Outside, the night was chaos. Bikers everywhere, hauling bodies, shouting orders. Some had buckets, trying to douse the fire, but it was hopeless. The main rickhouse was already an inferno.

We made it to the grass, dropped to the ground, and watched as a hundred years of bourbon history went up in smoke.

Carrie didn’t cry. Not even a tear. She just stared at the flames, jaw clenched, hands balled into fists so tight her knuckles went white.

Bennet sobbed, low and broken, but she didn’t comfort him. She just looked at me, the bond sparking between us, and nodded once.

“We save what’s left,” she said. “And then we hunt the bastard who did this.”

I nodded, wiping blood from my face with a shaky hand.

“Yeah,” I said. “We fucking will.”

We picked our way past the wreckage, stepping over bodies—some of them still twitching, but most not. The main production floor was a disaster: fire-blackened pipes, a slurry of bourbon and blood pooling in the low spots. Somewhere in the distance, a siren wailed; the local volunteers would be here soon, but not soon enough to save much. If we didn’t get the aging warehouse valves shut, the fire would reach the old stock, and there wouldn’t be a drop left to carry the Stillwater name.

Carrie knew it before I did. She took my wrist—her grip a live wire of desperation—and pulled me through a maze of toppled barrels toward the back wing. The heat was worse here, the floor sticky with spilled white dog and the walls weeping sap from the old oak supports. I coughed, tried to say her name, but she didn’t slow down.

The bond between us wasn’t a metaphor anymore. I felt every thought she had, every heartbeat, every nerve that told her to keep running. I felt her fear of losing it all, but under that, a hunger that didn’t come from the wolf. It came from her.

We reached the fire doors, but the control panel was gone, shot out by one of the mercs in the first volley. The only way through was to pry, so I did—bare hands, fingers slick, feeling the skin tear but not caring. I got the seam open wide enough for Carrie to slip through, then followed, bracing my back against the door to keep it from closing behind us.
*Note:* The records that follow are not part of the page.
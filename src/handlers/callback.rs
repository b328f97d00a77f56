use axum::{
    extract::{RawQuery, State},
    response::{IntoResponse, Redirect},
};
use axum_extra::extract::cookie::{CookieJar, PrivateCookieJar};
use tracing::{error, info};

use super::{FLASH_SIGN_IN_FAILED, flash_cookie};
use crate::backend::JarCookies;
use crate::middleware::RequestOrigin;
use crate::router::GarnerState;

/// First non-empty `code` parameter. Repeated or malformed parameters never
/// reject the request.
fn first_code(query: Option<&str>) -> Option<String> {
    url::form_urlencoded::parse(query?.as_bytes())
        .find(|(name, _)| *name == "code")
        .map(|(_, value)| value.into_owned())
        .filter(|code| !code.is_empty())
}

/// GET /callback -> exchanges the code for a session, then always lands on
/// `{origin}/dashboard`. Session cookies are written only on success.
pub async fn auth_callback(
    State(state): State<GarnerState>,
    RawQuery(query): RawQuery,
    RequestOrigin(origin): RequestOrigin,
    jar: CookieJar,
    flash: PrivateCookieJar,
) -> impl IntoResponse {
    let target = format!("{origin}/dashboard");
    let mut cookies = JarCookies::new(jar);
    let mut flash = flash;

    if let Some(code) = first_code(query.as_deref()) {
        match state
            .backend
            .exchange_code_for_session(&code, &mut cookies)
            .await
        {
            Ok(session) => {
                info!(user_id = %session.user.id, "exchangeCodeForSession success");
            }
            Err(e) => {
                error!(error = %e, "exchangeCodeForSession error");
                flash = flash.add(flash_cookie(FLASH_SIGN_IN_FAILED));
            }
        }
    }

    (flash, cookies.into_jar(), Redirect::temporary(&target))
}
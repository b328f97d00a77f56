//! Client for the backend platform: auth, the bookmarks table and broadcast.
//!
//! Layout:
//! - `auth.rs`: OAuth sign-in, code exchange, user lookup, refresh, sign-out
//! - `table.rs`: select/insert/delete on the `bookmarks` table
//! - `realtime.rs`: topic-keyed broadcast hub with optional backend relay
//! - `cookies.rs`: cookie capability and session cookie encoding

pub mod auth;
pub mod cookies;
pub mod realtime;
pub mod table;

pub use cookies::{CookieStore, CookieWrite, JarCookies, SessionCookies};
pub use realtime::{BroadcastEvent, BroadcastHub, Subscription};

use reqwest::header::{HeaderMap, HeaderName, HeaderValue};
use url::Url;

use crate::config::Config;
use crate::error::GarnerError;

const APIKEY_HEADER: HeaderName = HeaderName::from_static("apikey");

/// Shared HTTP client bound to one backend project.
#[derive(Clone)]
pub struct BackendClient {
    http: reqwest::Client,
    base: Url,
    anon_key: String,
    cookies: SessionCookies,
}

impl BackendClient {
    pub fn new(cfg: &Config) -> Result<Self, GarnerError> {
        let mut headers = HeaderMap::new();
        let apikey = HeaderValue::from_str(&cfg.anon_key)
            .map_err(|e| GarnerError::Config(format!("anon_key is not a valid header: {e}")))?;
        headers.insert(APIKEY_HEADER, apikey);

        let http = reqwest::Client::builder()
            .user_agent(concat!("garner/", env!("CARGO_PKG_VERSION")))
            .connect_timeout(cfg.connect_timeout())
            .default_headers(headers)
            .build()?;

        let mut base = cfg.backend_url.clone();
        if !base.path().ends_with('/') {
            base.set_path(&format!("{}/", base.path()));
        }

        Ok(Self {
            http,
            base,
            anon_key: cfg.anon_key.clone(),
            cookies: SessionCookies::new(cfg.storage_key(), !cfg.insecure_cookie),
        })
    }

    pub fn session_cookies(&self) -> &SessionCookies {
        &self.cookies
    }

    pub(crate) fn http(&self) -> &reqwest::Client {
        &self.http
    }

    pub(crate) fn anon_key(&self) -> &str {
        &self.anon_key
    }

    /// Resolve `path` (no leading slash) against the backend base URL.
    pub(crate) fn endpoint(&self, path: &str) -> Result<Url, GarnerError> {
        Ok(self.base.join(path)?)
    }
}

/// Turn a non-success response into [`GarnerError::Backend`].
pub(crate) async fn check_status(resp: reqwest::Response) -> Result<reqwest::Response, GarnerError> {
    if resp.status().is_success() {
        Ok(resp)
    } else {
        Err(GarnerError::from_response(resp).await)
    }
}
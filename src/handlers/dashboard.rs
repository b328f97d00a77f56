use axum::{
    Form, Json,
    extract::{Path, State},
    http::StatusCode,
    response::{
        Html, IntoResponse, Redirect, Response,
        sse::{Event, KeepAlive, Sse},
    },
};
use futures::stream::{self, Stream};
use serde::Deserialize;
use serde_json::json;
use std::convert::Infallible;
use tokio::sync::watch;
use tracing::{debug, warn};
use uuid::Uuid;

use super::pages::dashboard_page;
use crate::config::{SYNC_EVENT, SYNC_TOPIC};
use crate::middleware::SessionContext;
use crate::service::dashboard_actor;
use crate::service::{
    ActionOutcome, Banner, DashboardHandle, DashboardSnapshot, MountOutcome, Route, ViewGuard,
};
use crate::types::BookmarkForm;
use crate::{GarnerError, router::GarnerState};

#[derive(Debug, Deserialize)]
pub struct DismissForm {
    pub banner: Banner,
}

/// GET /dashboard -> shell page that opens the live view.
pub async fn dashboard_shell(ctx: SessionContext) -> Result<Response, GarnerError> {
    let SessionContext { session, cookies } = ctx;
    let response = match session {
        Some(session) => (
            cookies.into_jar(),
            Html(dashboard_page(session.user.email.as_deref())?),
        )
            .into_response(),
        None => (cookies.into_jar(), Redirect::to(Route::Landing.path())).into_response(),
    };
    Ok(response)
}

/// GET /dashboard/live -> mounts a view and streams its state as SSE.
///
/// Events: `view` (id for action URLs), `state` (JSON snapshot),
/// `navigate` (path; last event). Closing the stream unmounts the view.
pub async fn dashboard_live(
    State(state): State<GarnerState>,
    ctx: SessionContext,
) -> Result<Response, GarnerError> {
    let SessionContext { session, cookies } = ctx;
    let jar = cookies.into_jar();

    let view = dashboard_actor::spawn(state.backend.clone(), state.hub.clone(), session).await?;
    match view.mount().await {
        Ok(MountOutcome::Ready) => {}
        Ok(MountOutcome::Redirect(route)) => {
            view.unmount().await;
            let events = stream::iter([Ok::<_, Infallible>(navigate_event(route))]);
            return Ok((jar, Sse::new(events)).into_response());
        }
        Err(e) => {
            view.stop();
            return Err(e);
        }
    }

    let owner = view
        .snapshot()
        .user
        .map(|u| u.id)
        .unwrap_or_default();
    let guard = state.views.register(owner, view);
    debug!(view = %guard.id(), live = state.views.len(), "live view opened");

    Ok((
        jar,
        Sse::new(live_events(guard)).keep_alive(KeepAlive::default()),
    )
        .into_response())
}

/// POST /dashboard/live/{view}/bookmarks
pub async fn add_bookmark(
    State(state): State<GarnerState>,
    Path(view_id): Path<Uuid>,
    ctx: SessionContext,
    Form(form): Form<BookmarkForm>,
) -> Result<Response, GarnerError> {
    let view = live_view(&state, view_id, &ctx)?;
    view.edit_form(form);
    let outcome = view.submit().await?;
    if outcome == ActionOutcome::Completed {
        signal_sync(&state, view_id).await;
    }
    Ok((ctx.cookies.into_jar(), Json(json!({ "outcome": outcome }))).into_response())
}

/// POST /dashboard/live/{view}/bookmarks/{id}/delete
pub async fn delete_bookmark(
    State(state): State<GarnerState>,
    Path((view_id, bookmark_id)): Path<(Uuid, String)>,
    ctx: SessionContext,
) -> Result<Response, GarnerError> {
    let view = live_view(&state, view_id, &ctx)?;
    let outcome = view.delete_bookmark(bookmark_id).await?;
    if outcome == ActionOutcome::Completed {
        signal_sync(&state, view_id).await;
    }
    Ok((ctx.cookies.into_jar(), Json(json!({ "outcome": outcome }))).into_response())
}

/// POST /dashboard/live/{view}/dismiss
pub async fn dismiss_banner(
    State(state): State<GarnerState>,
    Path(view_id): Path<Uuid>,
    ctx: SessionContext,
    Form(form): Form<DismissForm>,
) -> Result<Response, GarnerError> {
    let view = state.views.get(view_id, ctx.user_id()?)?;
    view.dismiss(form.banner);
    Ok((ctx.cookies.into_jar(), StatusCode::NO_CONTENT).into_response())
}

/// POST /dashboard/live/{view}/sign-out
pub async fn sign_out(
    State(state): State<GarnerState>,
    Path(view_id): Path<Uuid>,
    mut ctx: SessionContext,
) -> Result<Response, GarnerError> {
    let view = live_view(&state, view_id, &ctx)?;
    view.sign_out().await?;
    ctx.clear(&state);
    Ok((
        ctx.cookies.into_jar(),
        Json(json!({ "navigate": Route::Landing.path() })),
    )
        .into_response())
}

/// POST /dashboard/sync -> asks every open dashboard to reload. Throttled per user.
pub async fn publish_sync(
    State(state): State<GarnerState>,
    ctx: SessionContext,
) -> Result<Response, GarnerError> {
    let user_id = ctx.user_id()?;
    if state.sync_limiter.check_key(&user_id.to_string()).is_err() {
        warn!(user_id, "sync requests throttled");
        return Err(GarnerError::RateLimited);
    }
    let delivered = state.hub.publish(SYNC_TOPIC, SYNC_EVENT, json!({})).await?;
    Ok((
        StatusCode::ACCEPTED,
        ctx.cookies.into_jar(),
        Json(json!({ "delivered": delivered })),
    )
        .into_response())
}

/// The caller's view, carrying the session of the current request so a
/// refreshed token reaches the actor.
fn live_view(
    state: &GarnerState,
    view_id: Uuid,
    ctx: &SessionContext,
) -> Result<DashboardHandle, GarnerError> {
    let view = state.views.get(view_id, ctx.user_id()?)?;
    if let Some(session) = &ctx.session {
        view.update_session(session.clone());
    }
    Ok(view)
}

async fn signal_sync(state: &GarnerState, source: Uuid) {
    let payload = json!({ "source": source.to_string() });
    if let Err(e) = state.hub.publish(SYNC_TOPIC, SYNC_EVENT, payload).await {
        warn!(view = %source, error = %e, "failed to publish sync signal");
    }
}

struct LiveStream {
    guard: ViewGuard,
    rx: watch::Receiver<DashboardSnapshot>,
    announced: bool,
    finished: bool,
}

fn live_events(guard: ViewGuard) -> impl Stream<Item = Result<Event, Infallible>> {
    let mut rx = guard.handle().subscribe();
    rx.mark_changed();
    let init = LiveStream {
        guard,
        rx,
        announced: false,
        finished: false,
    };

    stream::unfold(init, |mut live| async move {
        if live.finished {
            return None;
        }
        if !live.announced {
            live.announced = true;
            let event = Event::default()
                .event("view")
                .data(live.guard.id().to_string());
            return Some((Ok(event), live));
        }

        live.rx.changed().await.ok()?;
        let snapshot = live.rx.borrow_and_update().clone();
        let event = match snapshot.navigate {
            Some(route) => {
                live.finished = true;
                navigate_event(route)
            }
            None => state_event(&snapshot),
        };
        Some((Ok(event), live))
    })
}

fn state_event(snapshot: &DashboardSnapshot) -> Event {
    Event::default()
        .event("state")
        .json_data(snapshot)
        .unwrap_or_else(|e| Event::default().comment(format!("state encoding failed: {e}")))
}

fn navigate_event(route: Route) -> Event {
    Event::default().event("navigate").data(route.path())
}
Inside, the heat was blinding, the air boiling with vaporized bourbon and smoke. Carrie coughed, doubled over, then looked up at the catwalk above. “Up there,” she choked. “Emergency shut-off.”

I didn’t ask if she was sure. I just threw her over my shoulder and made for the stairs, two at a time. The metal burned my feet, but I kept going, the bond screaming at me to hurry, hurry, she needs this, she needs you.

We reached the top. The valve was huge, wheel-type, painted red, and ringed with old brass. Carrie lunged for it, hands on the rim, but it wouldn’t budge.

“Move,” I said, then set my hands on top of hers. Even with the wolf beaten back, I was still strong enough to break men in half. The valve shrieked as it turned, then gave with a shudder. Steam hissed from the pipes overhead.

Below, the fire door finally caved, a wave of smoke and heat chasing up the stairs. We had seconds, maybe less.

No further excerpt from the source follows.